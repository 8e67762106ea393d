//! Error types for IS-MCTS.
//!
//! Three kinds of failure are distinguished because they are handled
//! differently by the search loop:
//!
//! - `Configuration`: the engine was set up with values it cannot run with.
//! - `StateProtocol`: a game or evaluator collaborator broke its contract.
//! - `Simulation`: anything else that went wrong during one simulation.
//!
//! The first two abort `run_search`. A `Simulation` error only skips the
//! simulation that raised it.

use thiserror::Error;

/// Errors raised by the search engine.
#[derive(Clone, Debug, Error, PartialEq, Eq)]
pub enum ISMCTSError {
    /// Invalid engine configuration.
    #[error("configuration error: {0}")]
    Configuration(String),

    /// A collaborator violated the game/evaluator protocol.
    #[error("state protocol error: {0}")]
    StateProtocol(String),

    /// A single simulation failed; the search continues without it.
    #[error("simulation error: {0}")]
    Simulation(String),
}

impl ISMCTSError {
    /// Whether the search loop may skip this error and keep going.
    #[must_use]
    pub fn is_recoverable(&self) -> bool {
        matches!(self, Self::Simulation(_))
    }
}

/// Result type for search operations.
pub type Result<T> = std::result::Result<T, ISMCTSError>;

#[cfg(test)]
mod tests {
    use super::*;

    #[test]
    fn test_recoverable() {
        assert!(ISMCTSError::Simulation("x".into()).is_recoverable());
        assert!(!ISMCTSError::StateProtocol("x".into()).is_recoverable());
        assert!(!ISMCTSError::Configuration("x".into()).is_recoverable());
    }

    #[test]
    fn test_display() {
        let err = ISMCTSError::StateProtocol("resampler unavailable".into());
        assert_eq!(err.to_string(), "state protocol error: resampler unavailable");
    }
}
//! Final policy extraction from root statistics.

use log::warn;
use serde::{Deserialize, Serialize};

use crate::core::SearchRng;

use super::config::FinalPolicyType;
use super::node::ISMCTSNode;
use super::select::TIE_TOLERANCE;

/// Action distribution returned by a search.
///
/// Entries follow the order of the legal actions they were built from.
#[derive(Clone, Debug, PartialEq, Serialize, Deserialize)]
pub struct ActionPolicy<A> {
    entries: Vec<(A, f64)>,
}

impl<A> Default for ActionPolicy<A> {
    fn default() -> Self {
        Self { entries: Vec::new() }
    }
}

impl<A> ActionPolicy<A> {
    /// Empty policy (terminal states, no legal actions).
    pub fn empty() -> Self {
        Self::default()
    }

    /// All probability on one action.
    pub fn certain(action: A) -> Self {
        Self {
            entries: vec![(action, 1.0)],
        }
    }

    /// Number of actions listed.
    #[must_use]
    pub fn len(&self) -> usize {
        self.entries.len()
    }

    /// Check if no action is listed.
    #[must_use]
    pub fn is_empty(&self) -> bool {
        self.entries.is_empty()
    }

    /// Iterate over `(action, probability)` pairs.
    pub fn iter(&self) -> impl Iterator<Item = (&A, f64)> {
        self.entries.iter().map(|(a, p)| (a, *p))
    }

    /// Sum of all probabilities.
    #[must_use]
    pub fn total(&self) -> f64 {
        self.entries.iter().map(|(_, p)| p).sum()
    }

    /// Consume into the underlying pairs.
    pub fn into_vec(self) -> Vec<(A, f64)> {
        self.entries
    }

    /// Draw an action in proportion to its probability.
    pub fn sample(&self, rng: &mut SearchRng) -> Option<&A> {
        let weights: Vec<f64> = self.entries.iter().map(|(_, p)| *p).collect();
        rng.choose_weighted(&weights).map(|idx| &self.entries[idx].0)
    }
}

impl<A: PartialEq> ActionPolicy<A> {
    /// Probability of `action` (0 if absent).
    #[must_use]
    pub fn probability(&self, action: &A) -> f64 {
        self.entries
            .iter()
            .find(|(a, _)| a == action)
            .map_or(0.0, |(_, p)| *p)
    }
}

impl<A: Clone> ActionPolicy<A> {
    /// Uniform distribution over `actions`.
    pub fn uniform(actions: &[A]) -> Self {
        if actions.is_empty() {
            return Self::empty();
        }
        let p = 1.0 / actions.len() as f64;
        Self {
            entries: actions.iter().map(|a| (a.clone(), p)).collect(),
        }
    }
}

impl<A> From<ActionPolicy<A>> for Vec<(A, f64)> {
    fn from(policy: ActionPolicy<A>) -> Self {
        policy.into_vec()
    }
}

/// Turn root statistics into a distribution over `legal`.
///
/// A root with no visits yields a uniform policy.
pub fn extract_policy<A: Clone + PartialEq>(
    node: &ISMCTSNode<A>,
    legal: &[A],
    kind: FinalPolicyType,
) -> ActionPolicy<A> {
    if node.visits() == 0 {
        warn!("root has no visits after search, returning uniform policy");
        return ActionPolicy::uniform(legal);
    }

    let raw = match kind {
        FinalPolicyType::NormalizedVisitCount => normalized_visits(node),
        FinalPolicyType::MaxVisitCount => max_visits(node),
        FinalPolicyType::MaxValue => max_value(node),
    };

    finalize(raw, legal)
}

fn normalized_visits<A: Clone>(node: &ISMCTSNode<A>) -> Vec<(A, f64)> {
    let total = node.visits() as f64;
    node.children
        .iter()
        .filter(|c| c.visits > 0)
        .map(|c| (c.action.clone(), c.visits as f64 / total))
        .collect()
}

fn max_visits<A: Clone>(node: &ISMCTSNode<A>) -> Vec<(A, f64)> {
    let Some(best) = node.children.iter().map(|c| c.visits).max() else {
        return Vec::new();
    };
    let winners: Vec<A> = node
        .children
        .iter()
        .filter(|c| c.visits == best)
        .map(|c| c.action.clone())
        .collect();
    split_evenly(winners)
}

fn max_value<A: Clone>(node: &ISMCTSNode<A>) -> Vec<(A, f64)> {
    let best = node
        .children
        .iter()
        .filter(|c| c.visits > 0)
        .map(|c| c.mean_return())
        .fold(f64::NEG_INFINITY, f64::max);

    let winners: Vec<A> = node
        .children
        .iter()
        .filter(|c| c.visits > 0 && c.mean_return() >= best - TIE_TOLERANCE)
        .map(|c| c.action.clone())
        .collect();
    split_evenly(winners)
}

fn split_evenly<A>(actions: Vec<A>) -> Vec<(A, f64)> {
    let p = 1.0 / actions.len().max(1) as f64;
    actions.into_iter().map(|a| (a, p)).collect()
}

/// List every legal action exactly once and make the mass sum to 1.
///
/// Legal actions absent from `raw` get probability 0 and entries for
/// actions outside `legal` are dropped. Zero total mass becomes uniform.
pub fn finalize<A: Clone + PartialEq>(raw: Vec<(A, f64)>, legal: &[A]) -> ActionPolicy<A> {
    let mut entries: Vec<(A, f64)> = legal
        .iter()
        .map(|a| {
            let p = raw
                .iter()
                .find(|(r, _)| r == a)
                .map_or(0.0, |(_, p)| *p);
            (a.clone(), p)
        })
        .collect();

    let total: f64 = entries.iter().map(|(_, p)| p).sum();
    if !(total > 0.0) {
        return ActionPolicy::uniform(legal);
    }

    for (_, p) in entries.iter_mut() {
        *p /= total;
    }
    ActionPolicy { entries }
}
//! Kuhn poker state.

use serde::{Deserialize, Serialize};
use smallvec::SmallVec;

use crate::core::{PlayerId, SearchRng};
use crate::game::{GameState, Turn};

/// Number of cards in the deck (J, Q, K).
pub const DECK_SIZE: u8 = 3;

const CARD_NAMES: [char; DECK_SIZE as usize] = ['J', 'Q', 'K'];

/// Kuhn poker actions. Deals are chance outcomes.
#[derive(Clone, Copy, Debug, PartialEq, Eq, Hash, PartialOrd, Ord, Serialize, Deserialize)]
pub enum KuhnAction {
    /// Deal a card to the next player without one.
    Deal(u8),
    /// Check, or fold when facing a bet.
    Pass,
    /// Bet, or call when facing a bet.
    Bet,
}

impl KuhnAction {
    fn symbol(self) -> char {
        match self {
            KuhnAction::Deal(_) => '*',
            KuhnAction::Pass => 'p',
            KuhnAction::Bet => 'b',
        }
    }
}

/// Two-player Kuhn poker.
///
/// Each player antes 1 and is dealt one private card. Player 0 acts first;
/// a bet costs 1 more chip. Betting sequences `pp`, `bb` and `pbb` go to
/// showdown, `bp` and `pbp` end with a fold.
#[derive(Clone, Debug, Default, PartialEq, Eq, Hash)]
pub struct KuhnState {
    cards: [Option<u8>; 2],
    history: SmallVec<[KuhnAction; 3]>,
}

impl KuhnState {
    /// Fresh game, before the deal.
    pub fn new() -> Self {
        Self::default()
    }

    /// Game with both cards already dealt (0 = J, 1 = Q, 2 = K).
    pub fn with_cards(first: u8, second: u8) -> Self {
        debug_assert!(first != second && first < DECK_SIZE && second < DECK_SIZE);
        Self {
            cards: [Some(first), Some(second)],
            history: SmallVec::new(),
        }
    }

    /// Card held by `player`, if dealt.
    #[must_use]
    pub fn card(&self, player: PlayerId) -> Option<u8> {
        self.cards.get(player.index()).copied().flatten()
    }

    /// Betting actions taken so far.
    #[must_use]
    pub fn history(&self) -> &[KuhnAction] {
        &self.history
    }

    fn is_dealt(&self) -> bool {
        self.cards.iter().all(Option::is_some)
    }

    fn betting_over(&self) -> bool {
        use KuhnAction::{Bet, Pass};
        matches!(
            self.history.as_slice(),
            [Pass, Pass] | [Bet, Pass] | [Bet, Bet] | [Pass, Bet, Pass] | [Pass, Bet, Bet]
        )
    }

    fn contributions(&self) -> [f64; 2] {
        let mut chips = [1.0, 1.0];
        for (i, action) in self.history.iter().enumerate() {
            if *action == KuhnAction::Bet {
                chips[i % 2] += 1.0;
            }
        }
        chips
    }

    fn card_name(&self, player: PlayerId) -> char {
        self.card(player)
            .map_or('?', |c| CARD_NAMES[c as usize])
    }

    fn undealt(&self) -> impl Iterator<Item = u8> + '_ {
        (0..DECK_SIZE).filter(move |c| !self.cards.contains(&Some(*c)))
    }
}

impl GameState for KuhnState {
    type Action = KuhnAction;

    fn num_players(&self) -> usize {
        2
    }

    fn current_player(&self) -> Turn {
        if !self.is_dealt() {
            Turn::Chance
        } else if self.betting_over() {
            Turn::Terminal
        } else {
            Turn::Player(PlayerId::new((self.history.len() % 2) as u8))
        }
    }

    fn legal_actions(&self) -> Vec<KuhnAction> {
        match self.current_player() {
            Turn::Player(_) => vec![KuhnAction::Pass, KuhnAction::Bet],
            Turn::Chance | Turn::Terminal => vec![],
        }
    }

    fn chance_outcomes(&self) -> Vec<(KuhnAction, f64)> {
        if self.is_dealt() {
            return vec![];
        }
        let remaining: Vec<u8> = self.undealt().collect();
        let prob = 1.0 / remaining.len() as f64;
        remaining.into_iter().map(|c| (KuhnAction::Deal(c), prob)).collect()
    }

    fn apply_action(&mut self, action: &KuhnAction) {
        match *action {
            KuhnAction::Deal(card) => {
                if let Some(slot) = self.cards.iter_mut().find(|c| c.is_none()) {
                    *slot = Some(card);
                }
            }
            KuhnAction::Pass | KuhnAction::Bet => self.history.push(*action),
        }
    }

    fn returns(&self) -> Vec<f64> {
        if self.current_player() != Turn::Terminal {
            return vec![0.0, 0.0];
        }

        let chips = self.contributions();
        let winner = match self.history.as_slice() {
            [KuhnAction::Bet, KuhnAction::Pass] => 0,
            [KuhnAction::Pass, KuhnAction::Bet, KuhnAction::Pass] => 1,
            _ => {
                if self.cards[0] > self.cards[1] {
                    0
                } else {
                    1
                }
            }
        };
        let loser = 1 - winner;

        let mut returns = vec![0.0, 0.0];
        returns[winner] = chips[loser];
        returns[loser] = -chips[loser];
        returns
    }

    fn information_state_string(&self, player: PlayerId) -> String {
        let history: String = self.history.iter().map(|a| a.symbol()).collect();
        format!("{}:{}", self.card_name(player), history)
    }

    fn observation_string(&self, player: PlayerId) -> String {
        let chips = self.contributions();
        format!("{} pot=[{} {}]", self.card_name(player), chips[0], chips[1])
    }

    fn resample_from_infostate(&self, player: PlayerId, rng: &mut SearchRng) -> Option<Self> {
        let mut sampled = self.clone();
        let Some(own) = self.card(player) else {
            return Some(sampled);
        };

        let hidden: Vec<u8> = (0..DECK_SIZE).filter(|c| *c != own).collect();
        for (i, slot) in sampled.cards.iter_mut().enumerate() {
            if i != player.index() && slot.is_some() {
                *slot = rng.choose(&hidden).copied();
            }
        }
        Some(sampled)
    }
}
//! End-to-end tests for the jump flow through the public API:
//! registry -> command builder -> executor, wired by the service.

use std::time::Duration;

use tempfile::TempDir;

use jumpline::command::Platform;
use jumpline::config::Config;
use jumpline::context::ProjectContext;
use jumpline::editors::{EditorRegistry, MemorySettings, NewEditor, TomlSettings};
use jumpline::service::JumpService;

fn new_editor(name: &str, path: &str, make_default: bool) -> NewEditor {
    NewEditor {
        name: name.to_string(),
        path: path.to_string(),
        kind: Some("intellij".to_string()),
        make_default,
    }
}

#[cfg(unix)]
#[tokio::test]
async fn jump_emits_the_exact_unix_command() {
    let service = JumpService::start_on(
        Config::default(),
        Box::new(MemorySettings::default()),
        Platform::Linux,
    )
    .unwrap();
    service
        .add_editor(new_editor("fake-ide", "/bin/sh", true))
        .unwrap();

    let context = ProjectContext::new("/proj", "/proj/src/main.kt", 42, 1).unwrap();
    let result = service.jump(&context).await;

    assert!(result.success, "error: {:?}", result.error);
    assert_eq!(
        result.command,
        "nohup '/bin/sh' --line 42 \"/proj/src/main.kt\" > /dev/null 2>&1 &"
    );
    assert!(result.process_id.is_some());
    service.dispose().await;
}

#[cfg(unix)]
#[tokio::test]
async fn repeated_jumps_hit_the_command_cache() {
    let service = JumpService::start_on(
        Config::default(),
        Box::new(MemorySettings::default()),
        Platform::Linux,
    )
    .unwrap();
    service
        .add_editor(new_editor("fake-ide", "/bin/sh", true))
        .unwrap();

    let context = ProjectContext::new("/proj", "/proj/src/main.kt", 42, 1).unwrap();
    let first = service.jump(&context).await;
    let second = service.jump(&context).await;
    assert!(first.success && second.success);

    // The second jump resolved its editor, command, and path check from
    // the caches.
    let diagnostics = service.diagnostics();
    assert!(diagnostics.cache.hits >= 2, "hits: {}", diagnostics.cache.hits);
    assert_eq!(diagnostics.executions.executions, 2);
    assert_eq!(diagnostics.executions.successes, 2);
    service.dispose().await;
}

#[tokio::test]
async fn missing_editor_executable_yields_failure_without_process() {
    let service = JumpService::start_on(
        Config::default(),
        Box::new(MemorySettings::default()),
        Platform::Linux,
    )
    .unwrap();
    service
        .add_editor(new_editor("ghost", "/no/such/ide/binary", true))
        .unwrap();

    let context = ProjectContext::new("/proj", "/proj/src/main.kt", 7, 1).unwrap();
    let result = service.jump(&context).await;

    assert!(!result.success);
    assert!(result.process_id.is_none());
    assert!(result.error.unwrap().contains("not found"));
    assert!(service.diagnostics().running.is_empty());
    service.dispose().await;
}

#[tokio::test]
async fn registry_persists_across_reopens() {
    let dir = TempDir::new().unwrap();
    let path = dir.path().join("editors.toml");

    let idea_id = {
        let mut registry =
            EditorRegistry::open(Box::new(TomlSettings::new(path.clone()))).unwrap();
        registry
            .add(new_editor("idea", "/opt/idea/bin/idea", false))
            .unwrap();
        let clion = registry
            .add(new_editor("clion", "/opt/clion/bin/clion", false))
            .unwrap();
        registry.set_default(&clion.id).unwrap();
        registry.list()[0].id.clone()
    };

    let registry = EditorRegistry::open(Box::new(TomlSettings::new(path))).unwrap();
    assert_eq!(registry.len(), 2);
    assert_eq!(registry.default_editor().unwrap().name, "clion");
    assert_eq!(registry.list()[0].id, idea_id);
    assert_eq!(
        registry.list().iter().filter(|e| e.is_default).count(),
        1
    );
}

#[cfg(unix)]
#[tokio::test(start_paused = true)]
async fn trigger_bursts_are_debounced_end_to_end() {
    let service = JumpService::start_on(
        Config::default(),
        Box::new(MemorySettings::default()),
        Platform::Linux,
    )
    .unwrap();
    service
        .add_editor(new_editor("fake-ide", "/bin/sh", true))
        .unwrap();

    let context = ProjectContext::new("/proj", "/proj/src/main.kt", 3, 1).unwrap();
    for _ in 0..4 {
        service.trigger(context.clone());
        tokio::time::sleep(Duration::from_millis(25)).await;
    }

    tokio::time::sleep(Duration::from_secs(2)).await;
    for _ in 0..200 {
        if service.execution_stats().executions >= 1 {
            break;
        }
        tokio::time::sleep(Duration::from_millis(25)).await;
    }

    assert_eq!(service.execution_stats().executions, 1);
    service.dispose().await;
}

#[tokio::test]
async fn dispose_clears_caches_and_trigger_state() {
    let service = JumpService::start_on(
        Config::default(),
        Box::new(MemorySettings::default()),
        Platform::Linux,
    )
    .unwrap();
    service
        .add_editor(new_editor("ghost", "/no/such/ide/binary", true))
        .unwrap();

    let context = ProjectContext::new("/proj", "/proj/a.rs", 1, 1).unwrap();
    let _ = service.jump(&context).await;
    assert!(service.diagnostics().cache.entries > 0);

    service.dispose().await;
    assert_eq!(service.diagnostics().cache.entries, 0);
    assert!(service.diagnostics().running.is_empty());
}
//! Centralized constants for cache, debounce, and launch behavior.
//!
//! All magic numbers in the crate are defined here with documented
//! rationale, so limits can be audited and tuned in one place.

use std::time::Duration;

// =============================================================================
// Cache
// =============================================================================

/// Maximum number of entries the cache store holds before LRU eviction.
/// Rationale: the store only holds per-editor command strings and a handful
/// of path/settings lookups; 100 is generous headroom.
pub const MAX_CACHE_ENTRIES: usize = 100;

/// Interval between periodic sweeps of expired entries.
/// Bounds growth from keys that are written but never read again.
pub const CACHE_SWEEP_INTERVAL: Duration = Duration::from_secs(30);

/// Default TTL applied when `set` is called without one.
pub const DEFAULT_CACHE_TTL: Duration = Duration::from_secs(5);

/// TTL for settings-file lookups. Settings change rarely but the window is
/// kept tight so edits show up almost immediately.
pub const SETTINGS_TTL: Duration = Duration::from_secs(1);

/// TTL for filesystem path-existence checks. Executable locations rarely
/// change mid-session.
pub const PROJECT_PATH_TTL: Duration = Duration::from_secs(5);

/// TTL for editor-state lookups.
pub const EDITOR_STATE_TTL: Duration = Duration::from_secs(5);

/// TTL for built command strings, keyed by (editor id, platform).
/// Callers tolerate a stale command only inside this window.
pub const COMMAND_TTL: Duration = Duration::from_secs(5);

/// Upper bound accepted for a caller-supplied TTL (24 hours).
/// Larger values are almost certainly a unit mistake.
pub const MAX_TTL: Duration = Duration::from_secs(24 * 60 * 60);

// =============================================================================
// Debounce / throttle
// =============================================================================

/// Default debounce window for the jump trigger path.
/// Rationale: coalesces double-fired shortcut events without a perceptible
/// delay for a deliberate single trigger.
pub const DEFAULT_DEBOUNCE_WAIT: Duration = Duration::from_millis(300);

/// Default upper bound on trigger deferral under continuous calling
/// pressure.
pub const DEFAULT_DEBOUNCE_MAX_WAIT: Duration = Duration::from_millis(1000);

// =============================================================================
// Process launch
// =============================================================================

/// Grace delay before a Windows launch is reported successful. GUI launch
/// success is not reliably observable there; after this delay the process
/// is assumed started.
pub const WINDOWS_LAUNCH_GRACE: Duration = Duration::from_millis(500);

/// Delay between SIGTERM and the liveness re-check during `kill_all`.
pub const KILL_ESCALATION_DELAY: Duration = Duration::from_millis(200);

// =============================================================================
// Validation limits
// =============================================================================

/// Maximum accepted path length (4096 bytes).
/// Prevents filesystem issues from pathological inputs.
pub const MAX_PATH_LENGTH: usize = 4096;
= = =
§ Task requirements
Scan the material for lines with the word "KuhnState", and copy each line you find.

§ Answer area
pub struct KuhnState {
impl KuhnState {
impl GameState for KuhnState {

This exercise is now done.